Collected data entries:

/---

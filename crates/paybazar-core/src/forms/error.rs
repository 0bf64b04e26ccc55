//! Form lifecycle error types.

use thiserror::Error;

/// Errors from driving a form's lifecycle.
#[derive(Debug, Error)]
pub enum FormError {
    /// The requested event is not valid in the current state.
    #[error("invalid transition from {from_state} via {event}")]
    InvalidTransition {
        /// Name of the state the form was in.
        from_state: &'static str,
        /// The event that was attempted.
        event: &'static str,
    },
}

\---

> **AIM OF THE EXERCISE**
Each entry is to be returned in full, character for character.

> **ANSWER SECTION**
filename crates/paybazar-core/src/forms/error.rs
repository 0bf64b04e26ccc55
//! Form lifecycle error types.

use thiserror::Error;

/// Errors from driving a form's lifecycle.
#[derive(Debug, Error)]
pub enum FormError {
    /// The requested event is not valid in the current state.
    #[error("invalid transition from {from_state} via {event}")]
    InvalidTransition {
        /// Name of the state the form was in.
        from_state: &'static str,
        /// The event that was attempted.
        event: &'static str,
    },
}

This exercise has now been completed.